Thursday, October 04, 2007

When did blackmail become a family value?

I'd love to hear James C. Dobson's answer to that question after his New York Times op-ed.

If you ask me, I guess he's not too concerned about the sanctity of life from terrorist bombings. Particularly if he is about to indirectly elect Hillary Clinton. Of course, his actions are in the name of principle, and so, according to the logic conservatives seem to be embracing these days, they cannot be questioned.

I call bullshit on that.

I hope the GOP will show that it doesn't give in to such blackmail.


SJ Reidhead said...


I could not have said it better.

Don't you just love the way conservatives are now willing to dump their "conservative values" for expediency and power?

SJ Reidhead
The Pink Flamingo

SallyVee said...

Harold, what a perfect way to frame the hit job.

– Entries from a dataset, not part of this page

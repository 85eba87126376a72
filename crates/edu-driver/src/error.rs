//! Error types for edu driver operations

use std::path::PathBuf;
use thiserror::Error;

/// Result type alias for edu operations
pub type Result<T> = std::result::Result<T, EduError>;

/// Errors that can occur during edu operations
#[derive(Debug, Error)]
pub enum EduError {
    /// Device not found at the expected path
    #[error("Device not found: {path}")]
    DeviceNotFound {
        /// Path that was checked
        path: PathBuf,
    },

    /// No edu devices detected on the system
    #[error("No edu devices detected")]
    NoDevicesFound,

    /// Device index out of range
    #[error("Device index {index} out of range (have {count} devices)")]
    InvalidIndex {
        /// Requested index
        index: usize,
        /// Number of available devices
        count: usize,
    },

    /// I/O error during device communication
    #[error("I/O error: {source}")]
    Io {
        /// Underlying I/O error
        #[from]
        source: std::io::Error,
    },

    /// Register window could not be mapped. Fatal — the device is unusable
    /// and the fault is never retried.
    #[error("Register window mapping failed: {reason}")]
    MappingFault {
        /// Reason for failure
        reason: String,
    },

    /// A single register read or write failed at the transport level.
    /// Surfaced to the caller, never retried automatically.
    #[error("Register transfer failed: {reason}")]
    TransferFault {
        /// Reason for failure
        reason: String,
    },

    /// A blocking wait for device completion was cancelled from outside.
    /// The device may be left mid-computation.
    #[error("Wait for device completion was interrupted")]
    InterruptedWait,

    /// Caller issued an operation outside the documented set, or issued a
    /// command while another was still in flight. Surfaced before any
    /// device access.
    #[error("Invalid operation: {reason}")]
    InvalidOperation {
        /// Reason for rejection
        reason: String,
    },
}

impl EduError {
    /// Create a device not found error
    pub fn device_not_found(path: impl Into<PathBuf>) -> Self {
        Self::DeviceNotFound { path: path.into() }
    }

    /// Create a mapping fault
    pub fn mapping_fault(reason: impl Into<String>) -> Self {
        Self::MappingFault {
            reason: reason.into(),
        }
    }

    /// Create a transfer fault
    pub fn transfer_fault(reason: impl Into<String>) -> Self {
        Self::TransferFault {
            reason: reason.into(),
        }
    }

    /// Create an invalid operation error
    pub fn invalid_operation(reason: impl Into<String>) -> Self {
        Self::InvalidOperation {
            reason: reason.into(),
        }
    }
}
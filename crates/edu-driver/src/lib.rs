//! Userspace driver for the QEMU `edu` educational PCI device.
//!
//! The card is a register-mapped accelerator with two functions: a
//! bit-inversion liveness probe and a 32-bit factorial unit. The factorial
//! unit completes under two strategies — busy-polling the status register,
//! or sleeping until the card raises its completion interrupt — and the
//! point of this crate is getting that second path right: interrupt
//! delivery and consumer wake-up never race, never deadlock, and never
//! leave a stale "ready" behind.
//!
//! # Quick start
//!
//! ```
//! use edu_driver::EduDevice;
//!
//! # fn main() -> edu_driver::Result<()> {
//! // Simulated card; on hardware use `DeviceManager::discover()?.open_first()?`.
//! let dev = EduDevice::simulated()?;
//!
//! assert_eq!(dev.identify()?, 0x010000ed);
//! assert_eq!(dev.set_liveness(0xFFFF_FFFF)?, 0);
//! assert_eq!(dev.factorial_polled(5)?, 120);
//! assert_eq!(dev.factorial_irq(5)?, 120);
//! # Ok(())
//! # }
//! ```
//!
//! # Structure
//!
//! | Module | Contents |
//! |--------|----------|
//! | [`bus`] | The [`RegisterBus`] seam everything above sits on |
//! | [`mmio`] | Hardware bus: BAR0 mapped from PCI sysfs, volatile access |
//! | [`sim`] | Software model of the card, same seam, own worker thread |
//! | [`completion`] | Single-slot handoff between handler and waiter |
//! | [`irq`] | The interrupt handler and the thread that drives it |
//! | [`device`] | The command surface |
//! | [`discovery`] | PCI sysfs scan for `1234:11e8` |

#![warn(missing_docs)]
#![warn(clippy::all, clippy::pedantic)]
#![allow(clippy::module_name_repetitions)]
#![allow(clippy::must_use_candidate)]
#![allow(clippy::doc_markdown)]

pub mod bus;
pub mod completion;
mod device;
mod discovery;
mod error;
pub mod irq;
pub mod mmio;
pub mod sim;

pub use bus::RegisterBus;
pub use completion::CompletionSignal;
pub use device::{Command, EduDevice};
pub use discovery::{DeviceInfo, DeviceManager};
pub use error::{EduError, Result};
pub use irq::{handle_interrupt, InterruptSource, IrqDisposition, IrqService, UioSource};
pub use mmio::MmioBar;
pub use sim::{IrqLine, SimulatedEdu};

However, out of respect for Puritan sensibilities, I think you should consider rephrasing that one part to "cow poop."

Zarathustra said...

Rev. Dobson and his followers are free citizens of a constitutional republic and as such they have a legal right to vote however they may wish. The GOP does not, in any way, "own" their vote and therefore it is impossible for them to commit "blackmail" by not voting for the Republicans. If he doesn't like what he sees in the party he's more than free to take his vote elsewhere.

Gedankenexperiment: Were the Connecticut Democrats who voted for Lieberman instead of their party's nominee Lamont committing "blackmail?" Or, to reformulate the question, would you automatically support Ron Paul should he be Republican nominee? If you would not endorse Paul, then how would this be any different from what Dobson is doing?